What made the difference between the two store environments? Was it just different people experiencing different moods or is there something palpable about the energy or spirit of an organization?

Numerous business experts tell us that the spirit of a work environment disseminates from the values and actions of the managers and leaders in the organization.

"When you become a manager, you…actually have the authority to make a huge impact on the way your staff works," says Gerard Blair, author of "Starting to Manage: The Essential Skills." The power to shape the work environment can offer a major steppingstone in your career path.

2002 was the year we woke up and discovered disappointing dysfunction in leadership from major corporations, religious organizations, government entities and other business groups. The Harvard Business Review Bulletin asked Stephen Covey what he thought the biggest shortcoming of American business was. His answer, in a word: Trust.

"Its low-trust culture, characterized by defensive and protective communication, hidden agendas, internal politics and underutilized human talent. When I address audiences, they routinely tell me that 90 percent of the people in their organization have more creative ability, talent, resourcefulness and intelligence than their present jobs require or allow. People also tell me they spend far too much time dealing with defensive communication, personal conflicts and interdepartmental rivalries. That’s the high cost of low trust," he says.

David Maister, author of "Practice What You Preach: What Managers Must Do to Create a High Achievement Culture," notes in a recent interview, "Management starts with what people think the character of the manager is.…If you have a character that people don’t trust, they’re not going to follow you."

He continues, "The most financially successful managers are viewed by their people as men and women of great integrity, people who play fair and are really trying to help their staff win. If you want to get a large number of people to knock themselves out on behalf of the business, nine times out of 10 they’re going to do it for a good manager. The key task of a manager is to make other people successful."

Trust. Integrity. Service.

These are core qualities of leadership that John Renesch, San Francisco-based business futurist, says "originate inside the individual"—what he calls "conscious leadership." He also describes "bogus leadership as coming from outside of oneself—whether the role is one which has been earned, appointed or stolen.…The bogus leader eventually gets to a place where he or she is over their head, no longer able to lean on their image and get away with it."

Renesch, author of "Getting to the Better Future: A Matter of Conscious Choosing," adds that "much of the crisis in leadership we are experiencing in the world today is the result of unconscious behavior—acts and attitudes that have been rooted in familiarity, insecurity, fear, immaturity, mimicry, disappointment, hurt, and many other factors that cause people to create public personas and images."

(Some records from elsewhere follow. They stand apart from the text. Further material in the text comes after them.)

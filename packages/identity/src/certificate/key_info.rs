//! Public key algorithm extraction
//!
//! Identifies the key family and size from a certificate's
//! `SubjectPublicKeyInfo`, and decides whether the host crypto provider can
//! operate it.

use const_oid::db::rfc5912::{
    ID_EC_PUBLIC_KEY, RSA_ENCRYPTION, SECP_224_R_1, SECP_256_R_1, SECP_384_R_1, SECP_521_R_1,
};
use const_oid::db::rfc8410::{ID_ED_448, ID_ED_25519};
use const_oid::ObjectIdentifier;
use der::asn1::UintRef;
use der::{Decode, Sequence};
use spki::SubjectPublicKeyInfoOwned;

use crate::error::{IdentityError, Result};
use crate::keys::{EcdsaCurve, KeyAlgorithm};

/// Smallest RSA modulus the signing provider accepts
pub const MIN_RSA_BITS: u32 = 2048;

/// PKCS#1 `RSAPublicKey`
#[derive(Sequence)]
struct RsaPublicKey<'a> {
    modulus: UintRef<'a>,
    #[allow(dead_code)]
    public_exponent: UintRef<'a>,
}

/// Public key family as written in the certificate
#[derive(Debug, Clone, PartialEq, Eq)]
pub enum PublicKeyKind {
    /// `rsaEncryption` with the modulus size when it could be read
    Rsa {
        /// Modulus size in bits
        bits: Option<u32>,
    },
    /// `id-ecPublicKey` on a named curve
    Ec {
        /// Curve OID from the algorithm parameters
        curve: Option<ObjectIdentifier>,
    },
    /// Ed25519
    Ed25519,
    /// Ed448
    Ed448,
    /// Anything else, by OID
    Other(ObjectIdentifier),
}

impl PublicKeyKind {
    /// Human-readable family name
    #[must_use]
    pub fn name(&self) -> String {
        match self {
            Self::Rsa { .. } => "RSA".to_string(),
            Self::Ec { .. } => "ECDSA".to_string(),
            Self::Ed25519 => "Ed25519".to_string(),
            Self::Ed448 => "Ed448".to_string(),
            Self::Other(oid) => format!("Unknown({oid})"),
        }
    }

    /// Key size in bits, when known
    #[must_use]
    pub fn bits(&self) -> Option<u32> {
        match self {
            Self::Rsa { bits } => *bits,
            Self::Ec { curve } => curve.as_ref().and_then(|oid| curve_bits(oid)),
            Self::Ed25519 => Some(256),
            Self::Ed448 => Some(448),
            Self::Other(_) => None,
        }
    }

    /// Map onto an algorithm this crate can sign with
    ///
    /// # Errors
    ///
    /// Returns `IdentityError::UnsupportedPlatform` for keys the provider cannot
    /// operate: RSA below [`MIN_RSA_BITS`], curves other than P-256/P-384, EdDSA.
    pub fn supported_algorithm(&self) -> Result<KeyAlgorithm> {
        match self {
            Self::Rsa { bits: Some(bits) } if *bits >= MIN_RSA_BITS => {
                Ok(KeyAlgorithm::Rsa { bits: *bits })
            }
            Self::Rsa { bits: Some(bits) } => Err(IdentityError::unsupported_platform(format!(
                "RSA-{bits} keys are below the {MIN_RSA_BITS}-bit provider minimum"
            ))),
            Self::Rsa { bits: None } => Err(IdentityError::encoding(
                "RSA public key modulus could not be read",
            )),
            Self::Ec { curve: Some(curve) } if *curve == SECP_256_R_1 => {
                Ok(KeyAlgorithm::Ecdsa(EcdsaCurve::P256))
            }
            Self::Ec { curve: Some(curve) } if *curve == SECP_384_R_1 => {
                Ok(KeyAlgorithm::Ecdsa(EcdsaCurve::P384))
            }
            Self::Ec { curve } => Err(IdentityError::unsupported_platform(format!(
                "ECDSA curve {} has no signing support in this provider",
                curve.map_or_else(|| "<missing>".to_string(), |oid| oid.to_string())
            ))),
            other => Err(IdentityError::unsupported_platform(format!(
                "{} keys have no signing support in this provider",
                other.name()
            ))),
        }
    }
}

/// Classify the public key of a certificate
pub fn extract_public_key_kind(spki: &SubjectPublicKeyInfoOwned) -> PublicKeyKind {
    let oid = spki.algorithm.oid;

    if oid == RSA_ENCRYPTION {
        PublicKeyKind::Rsa {
            bits: rsa_modulus_bits(spki.subject_public_key.raw_bytes()),
        }
    } else if oid == ID_EC_PUBLIC_KEY {
        let curve = spki
            .algorithm
            .parameters
            .as_ref()
            .and_then(|params| params.decode_as::<ObjectIdentifier>().ok());
        PublicKeyKind::Ec { curve }
    } else if oid == ID_ED_25519 {
        PublicKeyKind::Ed25519
    } else if oid == ID_ED_448 {
        PublicKeyKind::Ed448
    } else {
        PublicKeyKind::Other(oid)
    }
}

fn curve_bits(curve: &ObjectIdentifier) -> Option<u32> {
    match *curve {
        SECP_224_R_1 => Some(224),
        SECP_256_R_1 => Some(256),
        SECP_384_R_1 => Some(384),
        SECP_521_R_1 => Some(521),
        _ => None,
    }
}

/// Bit length of a big-endian positive integer
fn compute_bit_length(bytes: &[u8]) -> Option<u32> {
    let start = bytes.iter().position(|&b| b != 0)?;
    let effective = &bytes[start..];
    let high_bits = 8u32 - effective[0].leading_zeros();
    let rest_bits = u32::try_from((effective.len() - 1) * 8).ok()?;
    Some(high_bits + rest_bits)
}

fn rsa_modulus_bits(public_key: &[u8]) -> Option<u32> {
    let key = RsaPublicKey::from_der(public_key).ok()?;
    compute_bit_length(key.modulus.as_bytes())
}

#[cfg(test)]
mod tests {
    use super::*;

    #[test]
    fn test_compute_bit_length() {
        assert_eq!(compute_bit_length(&[0x00, 0x80, 0x00]), Some(16));
        assert_eq!(compute_bit_length(&[0x01]), Some(1));
        assert_eq!(compute_bit_length(&[0x00, 0x00]), None);
        assert_eq!(compute_bit_length(&[]), None);
    }

    #[test]
    fn test_unsupported_kinds_are_platform_limitations() {
        let small_rsa = PublicKeyKind::Rsa { bits: Some(1024) };
        assert!(matches!(
            small_rsa.supported_algorithm(),
            Err(IdentityError::UnsupportedPlatform(_))
        ));

        let p521 = PublicKeyKind::Ec {
            curve: Some(SECP_521_R_1),
        };
        assert_eq!(p521.bits(), Some(521));
        assert!(matches!(
            p521.supported_algorithm(),
            Err(IdentityError::UnsupportedPlatform(_))
        ));

        assert!(matches!(
            PublicKeyKind::Ed25519.supported_algorithm(),
            Err(IdentityError::UnsupportedPlatform(_))
        ));
    }

    #[test]
    fn test_supported_kinds() {
        let rsa = PublicKeyKind::Rsa { bits: Some(3072) };
        assert_eq!(
            rsa.supported_algorithm().ok(),
            Some(KeyAlgorithm::Rsa { bits: 3072 })
        );

        let p384 = PublicKeyKind::Ec {
            curve: Some(SECP_384_R_1),
        };
        assert_eq!(
            p384.supported_algorithm().ok(),
            Some(KeyAlgorithm::Ecdsa(EcdsaCurve::P384))
        );
    }
}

As managers, we have a responsibility to ourselves and to those we supervise to become conscious of our behavior. Are you utilizing your personal characteristics to achieve your goals? Do you follow your intuition or follow directions? Are you living your work life according to your life values or only according to the Holy Grail of the bottom line? Do you serve those who trust in you to lead them, or do you dominate and lead by force? Are you inner-directed and make an effort to continually grow and learn, or do you think your way is "the right way"? Are you authentic and genuine, or do you work to protect your image? Are you more interested in getting the task done than in the people doing the task?

None of these questions will show up on your performance evaluation. They are the inner questions each of us must face alone in the quiet of our spirit.

Many can identify qualities of the phony leader in their boss. Renesch makes this comment: "Because we do tolerate, condone and even empower bogus leaders, we deserve what we get—mediocre government, degenerating values, unethical and greedy corporate leaders, hypocritical priests, dysfunctional organizations, bureaucratic gridlock and spiritual bankruptcy."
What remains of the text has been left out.